Blankfein is the firm’s top executive shareholder, with 3.3 million shares.For his part, Cohn gets more than $210,000 in perks, which include $68,000 Goldman spends annually on his personal car and driver; $62,020 for medical and dental coverage; $60,900 for tax counseling services; and $73,000 Goldman spends on his security services, the proxy says.

The bank says it needs to award rich pay in order to lure in and retain its talent.

Sister Nora isn’t having that.

Rich executive pay “didn't work for BP," the sister has said, alluding to BP’s Gulf oil spill last year. Sister Nora has noted that such executive pay doesn't prevent major disasters.

Senators Refer to Justice Dept., SEC

Senators Carl Levin (D-Mich.) and Tom Coburn (R-Okla.) this week have formally referred to the Department of Justice and the Securities and Exchange Commission a request that federal prosecutors and market regulators explore possible further charges against Goldman and its top executives.

The senators have referred to U.S. officials its investigative report based on a two-year probe, which concludes Goldman had misled clients about its mortgage-backed securities.

(See Emac's Bottom Line columns: "Goldman Sachs Accused of Misleading Congress, Clients" and "DOJ, SEC Asked to Probe Whether Goldman Lied").

Specifically, the report says that Goldman touted these securities to clients while failing to disclose its “massive short” against the housing market, where Goldman was betting housing would collapse.

The Senators also want the Justice Dept. to investigate possible perjury charges against Blankfein and other executives for allegedly lying to Congress.

In testimony before Congress in April of last year, Blankfein said: “We didn’t have a massive short against the housing market and we certainly did not bet against our clients.”

Goldman denies the allegations, and says its executives' testimony was “truthful and accurate.”

The Sisters Demand Answers

Goldman’s board unanimously supports the new shareholder say on pay, where shareholders would vote to approve executive compensation every year.

However the vote is merely advisory, it is not binding on Goldman to make any pay changes. And Goldman’s board unanimously rejected the nuns’ shareholder proposal demanding a board-level review of how Goldman’s “excessive” pay hurts workers and shareholders, and whether that pay should be modified.
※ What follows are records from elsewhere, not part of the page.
use std::path::{Path, PathBuf};

use async_trait::async_trait;
use base64::{engine::general_purpose::URL_SAFE_NO_PAD, Engine as _};
use chrono::{DateTime, Utc};
use serde::{Deserialize, Serialize};
use shared::domain::{Role, User, UserId};
use tokio::sync::Mutex;
use tracing::{debug, warn};

use crate::error::{ClientError, ClientResult};

const SESSION_FILE_NAME: &str = "session.json";

/// Bearer token plus the user object returned at login, as cached locally
/// between runs.
#[derive(Debug, Clone, PartialEq, Serialize, Deserialize)]
pub struct Session {
    pub token: String,
    pub user: User,
    pub saved_at: DateTime<Utc>,
}

impl Session {
    pub fn new(token: impl Into<String>, user: User) -> Self {
        Self {
            token: token.into(),
            user,
            saved_at: Utc::now(),
        }
    }

    pub fn role(&self) -> Role {
        self.user.role
    }

    pub fn user_id(&self) -> UserId {
        self.user.id
    }

    /// `exp` claim of the token, if it is a JWT carrying one. The signature is
    /// not checked; the backend remains the authority.
    pub fn token_expiry(&self) -> Option<DateTime<Utc>> {
        let payload = self.token.split('.').nth(1)?;
        let bytes = URL_SAFE_NO_PAD
            .decode(payload.trim_end_matches('='))
            .ok()?;
        let claims: serde_json::Value = serde_json::from_slice(&bytes).ok()?;
        let exp = claims.get("exp")?.as_i64()?;
        DateTime::from_timestamp(exp, 0)
    }

    pub fn is_expired(&self, now: DateTime<Utc>) -> bool {
        self.token_expiry().is_some_and(|exp| exp <= now)
    }
}

#[async_trait]
pub trait SessionStore: Send + Sync {
    async fn load(&self) -> ClientResult<Option<Session>>;
    async fn save(&self, session: &Session) -> ClientResult<()>;
    async fn clear(&self) -> ClientResult<()>;
}

pub struct FileSessionStore {
    path: PathBuf,
}

impl FileSessionStore {
    pub fn new(path: impl Into<PathBuf>) -> Self {
        Self { path: path.into() }
    }

    pub fn in_dir(data_dir: &Path) -> Self {
        Self::new(data_dir.join(SESSION_FILE_NAME))
    }

    pub fn path(&self) -> &Path {
        &self.path
    }
}

#[async_trait]
impl SessionStore for FileSessionStore {
    async fn load(&self) -> ClientResult<Option<Session>> {
        let raw = match tokio::fs::read(&self.path).await {
            Ok(raw) => raw,
            Err(err) if err.kind() == std::io::ErrorKind::NotFound => return Ok(None),
            Err(err) => return Err(err.into()),
        };

        match serde_json::from_slice::<Session>(&raw) {
            Ok(session) => Ok(Some(session)),
            Err(err) => {
                warn!(
                    path = %self.path.display(),
                    "discarding unreadable session file: {err}"
                );
                self.clear().await?;
                Ok(None)
            }
        }
    }

    async fn save(&self, session: &Session) -> ClientResult<()> {
        if let Some(parent) = self.path.parent() {
            tokio::fs::create_dir_all(parent).await?;
        }
        let serialized = serde_json::to_vec_pretty(session)
            .map_err(|err| ClientError::Session(err.to_string()))?;
        tokio::fs::write(&self.path, serialized).await?;
        debug!(path = %self.path.display(), user_id = session.user.id.0, "session saved");
        Ok(())
    }

    async fn clear(&self) -> ClientResult<()> {
        match tokio::fs::remove_file(&self.path).await {
            Ok(()) => Ok(()),
            Err(err) if err.kind() == std::io::ErrorKind::NotFound => Ok(()),
            Err(err) => Err(err.into()),
        }
    }
}

#[derive(Default)]
pub struct MemorySessionStore {
    inner: Mutex<Option<Session>>,
}

impl MemorySessionStore {
    pub fn with_session(session: Session) -> Self {
        Self {
            inner: Mutex::new(Some(session)),
        }
    }
}

#[async_trait]
impl SessionStore for MemorySessionStore {
    async fn load(&self) -> ClientResult<Option<Session>> {
        Ok(self.inner.lock().await.clone())
    }

    async fn save(&self, session: &Session) -> ClientResult<()> {
        *self.inner.lock().await = Some(session.clone());
        Ok(())
    }

    async fn clear(&self) -> ClientResult<()> {
        self.inner.lock().await.take();
        Ok(())
    }
}

#[cfg(test)]
#[path = "tests/session_tests.rs"]
mod tests;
Sisters from the orders of Sisters of Saint Joseph of Boston, Sisters of Notre Dame de Namur, the Sisters of St. Francis of Philadelphia and the Benedictine Sister of Mt. Angel plan to attend Goldman’s annual meeting tomorrow.

Despite the board’s rejection, the sisters plan to fight for the shareholder proposal demanding that Goldman’s board compensation committee immediately initiate a review of Goldman’s senior executive compensation policies, and make that report available for review by October 1.

And the nuns want an analysis explaining why executives continue to get high pay despite drops in Goldman’s profits.

To back up their case, the nuns cite a review by former pay czar Ken Feinberg, who said that Goldman and its peers collectively overpaid their top executives by $1.6 billion during the financial crisis.

The sisters also cite a 2008 Forbes article on Wall Street pay, which quoted a corporate governance expert at Harvard Law who said that Wall Street compensation “will prove to be quite costly -- excessively costly -- to shareholders.”